P824-JULIA FOR INSURANCE DATA SCIENCE (NON-LIFE)

 Background:

 Julia is a relatively new programming language that has been gaining importance in Data Science space. The main advantage of Julia over other Machine Learning languages is speed & security. Julia is compiler-based language, having great capabilities for parallel processing also. It is relatively easy to learn Julia to those having background of Python or R or Java or C++. Julia Community is growing & its Libraries are becoming more and more mature. Julia can be run in Jupyter Notebook also. Julia is extremely powerful in entire Data Science value chain. Therefore, this hands-on training has been offered for the benefit of GI industry.

 Contents:

 

ü  What & Why Julia for Data Science

ü  Julia Development Environments

ü  Julia Language: Datatypes, Operators, Data Structures, main programming structures and functions,

ü  Data Engineering using Julia

ü  Julia for EDA & Visualizations

ü  Julia for Probabilities & Simulations

ü  Julia for Machine Learning: Scikit Learn and MLJ - (Unsupervised – different types of clustering), Supervised (decision trees, random forests, basic neural networks, regression trees, etc.), GLM, Decision Tree, Random Forest, Logistic Regression,

ü  Graph Analysis using Julia

ü  Julia applications in General Insurance Data Science

ü  Hands-on Exercises

 

Participants’ Profile:

This hands-On training is open to General Insurance industry and other related organizations from within India as well as from other countries.
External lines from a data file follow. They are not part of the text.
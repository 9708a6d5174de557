#![deny(warnings)]

//! Headless CLI for pricing building upgrades against a city snapshot.

use anyhow::{Context, Result};
use chrono::{TimeZone, Utc};
use plan_core::{Catalog, CitySnapshot, PlanRequest, UpgradeQueue};
use plan_engine::{available_at, evaluate, shortfall_transfer, DiscountVector};
use tracing::{info, Level};
use tracing_subscriber::EnvFilter;

const DEFAULT_CATALOG: &str = "assets/catalog.json";
const DEFAULT_CITY: &str = "assets/city.json";

struct Args {
    catalog: Option<String>,
    city: Option<String>,
    building: Option<String>,
    target: Option<u16>,
    queue: Option<String>,
    now_ms: Option<i64>,
    source: Option<String>,
    list: bool,
    version: bool,
    help: bool,
}

fn parse_args() -> Args {
    let mut args = Args {
        catalog: None,
        city: None,
        building: None,
        target: None,
        queue: None,
        now_ms: None,
        source: None,
        list: false,
        version: false,
        help: false,
    };
    let mut it = std::env::args().skip(1);
    while let Some(arg) = it.next() {
        match arg.as_str() {
            "--catalog" => args.catalog = it.next(),
            "--city" => args.city = it.next(),
            "--building" => args.building = it.next(),
            "--target" => args.target = it.next().and_then(|s| s.parse().ok()),
            "--queue" => args.queue = it.next(),
            "--now-ms" => args.now_ms = it.next().and_then(|s| s.parse().ok()),
            "--source" => args.source = it.next(),
            "--list" => args.list = true,
            "--version" => args.version = true,
            "--help" | "-h" => args.help = true,
            _ => {}
        }
    }
    args
}

fn print_usage() {
    println!("upgrade cost planner");
    println!();
    println!("Usage: cli [OPTIONS]");
    println!();
    println!("Options:");
    println!("  --building <id>    building to upgrade (range mode)");
    println!("  --target <level>   target level for --building");
    println!("  --queue <path>     price a queue of upgrades from a JSON file");
    println!("  --catalog <path>   cost catalog (default {DEFAULT_CATALOG})");
    println!("  --city <path>      city snapshot (default {DEFAULT_CITY})");
    println!("  --now-ms <ms>      evaluation time, epoch milliseconds (default: now)");
    println!("  --source <city>    suggest shipping missing resources from this city");
    println!("  --list             show catalog and city overview");
    println!("  --version          print build info");
}

fn load_catalog(path: &str) -> Result<Catalog> {
    let text = std::fs::read_to_string(path).with_context(|| format!("reading {path}"))?;
    Ok(Catalog::from_json_str(&text)?)
}

fn load_city(path: &str) -> Result<CitySnapshot> {
    let text = std::fs::read_to_string(path).with_context(|| format!("reading {path}"))?;
    Ok(CitySnapshot::from_json_str(&text)?)
}

fn load_queue(path: &str) -> Result<UpgradeQueue> {
    let text = std::fs::read_to_string(path).with_context(|| format!("reading {path}"))?;
    serde_json::from_str(&text).with_context(|| format!("parsing queue {path}"))
}

fn build_request(args: &Args) -> Result<PlanRequest> {
    if let Some(path) = args.queue.as_deref() {
        return Ok(PlanRequest::Queue(load_queue(path)?));
    }
    let building = args
        .building
        .as_deref()
        .context("pass --building <id> with --target <level>, or --queue <path>, or --list")?;
    let target = args.target.context("missing --target <level>")?;
    Ok(PlanRequest::range(building, target))
}

fn print_overview(catalog: &Catalog, city: &CitySnapshot, now_ms: i64) {
    println!("catalog buildings:");
    for b in catalog.buildings() {
        println!(
            "  {:<12} {:<20} max level {:<3} city level {}",
            b.building_id,
            b.display_name,
            b.max_level(),
            city.building_level(&b.building_id)
        );
    }
    println!("discounts: {}", DiscountVector::for_city(city));
    println!(
        "city {} projected stock: {}",
        city.city_id,
        available_at(city, now_ms)
    );
}

fn main() -> Result<()> {
    // Logging setup
    let filter = EnvFilter::try_from_default_env().unwrap_or_else(|_| EnvFilter::new("info"));
    tracing_subscriber::fmt()
        .with_env_filter(filter)
        .with_max_level(Level::INFO)
        .init();

    let args = parse_args();
    if args.help {
        print_usage();
        return Ok(());
    }
    if args.version {
        println!(
            "upgrade-planner {} ({}, {})",
            env!("CARGO_PKG_VERSION"),
            env!("GIT_SHA"),
            env!("BUILD_DATE")
        );
        return Ok(());
    }

    let catalog_path = args.catalog.as_deref().unwrap_or(DEFAULT_CATALOG);
    let city_path = args.city.as_deref().unwrap_or(DEFAULT_CITY);
    let catalog = load_catalog(catalog_path)?;
    let city = load_city(city_path)?;
    let now_ms = args.now_ms.unwrap_or_else(|| Utc::now().timestamp_millis());
    info!(buildings = catalog.len(), city = %city.city_id, now_ms, "inputs loaded");

    if args.list {
        print_overview(&catalog, &city, now_ms);
        return Ok(());
    }

    let request = build_request(&args)?;
    println!("discounts: {}", DiscountVector::for_city(&city));
    let result = evaluate(&catalog, &city, &request, now_ms);
    println!("{result}");
    if let Some(eta_ms) = result.eta_ms() {
        if let Some(eta) = Utc.timestamp_millis_opt(eta_ms).single() {
            println!("covered by production at ~{}", eta.format("%Y-%m-%d %H:%M UTC"));
        }
    }
    if let Some(source) = args.source.as_deref() {
        match shortfall_transfer(&result, source) {
            Some(t) => println!("ship from {}: {}", t.source_city, t.resources),
            None => println!("nothing to ship from {source}"),
        }
    }

    Ok(())
}
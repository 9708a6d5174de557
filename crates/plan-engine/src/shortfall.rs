//! Shortfall analysis: what is missing and how long until production
//! covers it.

use crate::projection::ProductionRates;
use plan_core::{Resource, ResourceVector};

/// Balance of one resource within an evaluated plan.
#[derive(Clone, Copy, Debug, PartialEq)]
pub struct ResourceBalance {
    pub kind: Resource,
    pub required: u64,
    pub available: u64,
    pub missing: u64,
    /// Hours of production until `missing` is covered: 0 when nothing is
    /// missing, `f64::INFINITY` when short with no production.
    pub hours_to_cover: f64,
}

impl ResourceBalance {
    /// True when the available amount covers the requirement.
    pub fn is_ready(&self) -> bool {
        self.missing == 0
    }
}

/// Per-resource balances for one evaluated plan.
#[derive(Clone, Copy, Debug, PartialEq)]
pub struct ShortfallReport {
    balances: [ResourceBalance; Resource::COUNT],
}

/// Compares required against available, per resource.
///
/// missing = max(0, required - available). The hours to cover a missing
/// amount come from the hourly rate; a short resource with no production
/// gets the `+inf` sentinel rather than an error.
pub fn assess(
    required: &ResourceVector,
    available: &ResourceVector,
    rates: &ProductionRates,
) -> ShortfallReport {
    let balances = Resource::ALL.map(|kind| {
        let required = required.get(kind);
        let available = available.get(kind);
        let missing = required.saturating_sub(available);
        let hours_to_cover = if missing == 0 {
            0.0
        } else {
            let rate = rates.get(kind);
            if rate > 0.0 {
                missing as f64 / rate
            } else {
                f64::INFINITY
            }
        };
        ResourceBalance {
            kind,
            required,
            available,
            missing,
            hours_to_cover,
        }
    });
    ShortfallReport { balances }
}

impl ShortfallReport {
    /// Balances in canonical resource order.
    pub fn balances(&self) -> &[ResourceBalance] {
        &self.balances
    }

    /// Balance of one resource kind.
    pub fn balance(&self, kind: Resource) -> &ResourceBalance {
        &self.balances[kind as usize]
    }

    /// True when at least one resource is short.
    pub fn has_missing(&self) -> bool {
        self.balances.iter().any(|b| b.missing > 0)
    }

    /// Missing amounts as a vector, ready for handing to logistics.
    pub fn missing_total(&self) -> ResourceVector {
        let mut v = ResourceVector::ZERO;
        for b in &self.balances {
            v.set(b.kind, b.missing);
        }
        v
    }

    /// Longest per-resource time to cover, in hours.
    ///
    /// Resources accumulate in parallel; readiness is governed by the
    /// slowest one, never the sum. 0 when nothing is missing, infinite
    /// when some short resource has no production.
    pub fn bottleneck_hours(&self) -> f64 {
        self.balances
            .iter()
            .map(|b| b.hours_to_cover)
            .fold(0.0, f64::max)
    }
}
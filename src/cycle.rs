//! Cycle guard for recursive comparators.
//!
//! Comparing self-referential graphs naively never terminates. The guard keeps
//! the set of object pairs currently being compared on the call stack; when a
//! comparison re-enters a pair that is already in progress it answers `true`
//! for that sub-comparison. If the cycle is in fact inconsistent, some other
//! part of the enclosing comparison observes the mismatch and the overall
//! answer is still `false` (a greatest-fixed-point reading of equality).
//!
//! # Invariants
//! - Keys are object identities, never values; the cache holds no objects.
//! - A pair is present only while its comparison is on the stack, so the
//!   cache is empty whenever a top-level call returns normally.
//! - Every stack of nested guarded comparisons consists of distinct pairs,
//!   which bounds recursion by `|A| × |B|` for graphs `A` and `B`.
//!
//! # References
//! - Amadio & Cardelli, "Subtyping recursive types" (1993), coinductive equality
//! - Pierce, "Types and Programming Languages" (2002), §21 Metatheory of recursive types

use crate::heap::ObjectId;
use crate::state::{comparator, Comparator};
use std::collections::HashSet;
use tracing::trace;

/// Identity-keyed set of pairs currently under comparison.
#[derive(Debug, Clone, Default)]
pub struct CycleCache {
    in_progress: HashSet<(ObjectId, ObjectId)>,
}

impl CycleCache {
    /// Creates an empty cache.
    pub fn new() -> Self {
        Self::default()
    }

    /// Normalized key: comparison is symmetric, so `(a, b)` and `(b, a)` are one pair.
    #[inline]
    fn key(a: ObjectId, b: ObjectId) -> (ObjectId, ObjectId) {
        if a <= b {
            (a, b)
        } else {
            (b, a)
        }
    }

    /// Marks `(a, b)` as in progress. Returns `false` if it already was.
    pub fn enter(&mut self, a: ObjectId, b: ObjectId) -> bool {
        self.in_progress.insert(Self::key(a, b))
    }

    /// Clears the in-progress marker of `(a, b)`.
    pub fn leave(&mut self, a: ObjectId, b: ObjectId) {
        self.in_progress.remove(&Self::key(a, b));
    }

    /// Returns `true` if `(a, b)` is in progress.
    pub fn contains(&self, a: ObjectId, b: ObjectId) -> bool {
        self.in_progress.contains(&Self::key(a, b))
    }

    /// Number of pairs in progress.
    pub fn len(&self) -> usize {
        self.in_progress.len()
    }

    pub fn is_empty(&self) -> bool {
        self.in_progress.is_empty()
    }

    /// Forgets every marker.
    pub fn clear(&mut self) {
        self.in_progress.clear();
    }
}

/// Wraps `inner` with the cycle guard.
///
/// Without a cache in the state (non-circular engines) the wrapper is a
/// pass-through.
pub fn guard(inner: Comparator) -> Comparator {
    comparator(move |a, b, state| {
        match state.cache_mut() {
            None => return inner(a, b, state),
            Some(cache) => {
                if !cache.enter(a, b) {
                    trace!(%a, %b, "pair already in progress, assuming equal");
                    return true;
                }
            }
        }
        let result = inner(a, b, state);
        if let Some(cache) = state.cache_mut() {
            cache.leave(a, b);
        }
        result
    })
}

#[cfg(test)]
mod tests {
    use super::*;

    #[test]
    fn pairs_are_symmetric_and_scoped() {
        let a = ObjectId::new(4);
        let b = ObjectId::new(9);
        let mut cache = CycleCache::new();
        assert!(cache.enter(a, b));
        assert!(cache.contains(b, a));
        assert!(!cache.enter(b, a));
        assert!(!cache.contains(a, a));
        cache.leave(a, b);
        assert!(cache.is_empty());
    }

    #[test]
    fn distinct_pairs_with_shared_member() {
        let (a, b, c) = (ObjectId::new(0), ObjectId::new(1), ObjectId::new(2));
        let mut cache = CycleCache::new();
        assert!(cache.enter(a, b));
        assert!(cache.enter(a, c));
        cache.leave(a, c);
        // The outer marker survives the inner one.
        assert!(cache.contains(a, b));
        assert_eq!(cache.len(), 1);
    }
}
#[cfg(test)]
mod tests {
    use super::*;

    #[test]
    fn regex_flags_parse_and_canonicalize() {
        let flags: RegexFlags = "yig".parse().unwrap();
        assert!(flags.global && flags.ignore_case && flags.sticky);
        assert_eq!(flags.to_string(), "giy");
        assert_eq!("gig".parse::<RegexFlags>(), Err(CongruenceError::DuplicateRegexFlag('g')));
        assert_eq!("gx".parse::<RegexFlags>(), Err(CongruenceError::InvalidRegexFlag('x')));
    }

    #[test]
    fn typed_array_from_bytes() {
        let bytes = [1u8, 0, 2, 0];
        let u16s = TypedArray::from_le_bytes(ElementType::Uint16, &bytes).unwrap();
        assert_eq!(u16s, TypedArray::Uint16(vec![1, 2]));
        let i8s = TypedArray::from_le_bytes(ElementType::Int8, &bytes).unwrap();
        assert_eq!(i8s.len(), 4);
        assert_eq!(
            TypedArray::from_le_bytes(ElementType::Float64, &bytes),
            Err(CongruenceError::MisalignedBuffer {
                element: ElementType::Float64,
                len: 4
            })
        );
    }

    #[test]
    fn intrinsic_tags() {
        assert_eq!(ObjectKind::Ordinary.tag().to_string(), "[object Object]");
        assert_eq!(ObjectKind::Boxed(Value::from(1)).tag(), IntrinsicTag::Number);
        assert_eq!(
            ObjectKind::TypedArray(TypedArray::Int16(vec![])).tag().to_string(),
            "[object Int16Array]"
        );
        assert_eq!(
            ObjectKind::Opaque(OpaqueKind::WeakMap).tag().to_string(),
            "[object WeakMap]"
        );
    }

    #[test]
    fn enumerable_keys_skip_hidden_and_symbols() {
        let mut object = Object::new(Constructor::builtin(Builtin::Object), ObjectKind::Ordinary)
            .with_property("a", Value::from(1))
            .with_property(SymbolId::new(0), Value::from(2));
        object.properties.insert(
            PropertyKey::from("hidden"),
            Property::with_flags(Value::from(3), PropertyFlags::HIDDEN),
        );
        let keys: Vec<_> = object.enumerable_keys().collect();
        assert_eq!(keys, vec![&PropertyKey::from("a")]);
        assert_eq!(object.own_keys().count(), 3);
    }
}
Officers / Executives / Manager or higher management from IT / Data Analytics / Data Science, Actuarial, other insurance technical areas, various functional areas (Marketing / Business Development) of General Insurance including HI, Re-Insurance organizations, Regulators, Insurance Information Bureau, Broking companies.  Working employees from any other organization interested in learning ‘Julia for Data Science’. Prior knowledge / skills of Julia though not necessary, having background of either R or Python or C or C++ or Java will be more advantageous.

Duration:       5 days

Dates:              19.12.2022 - 23.12.2022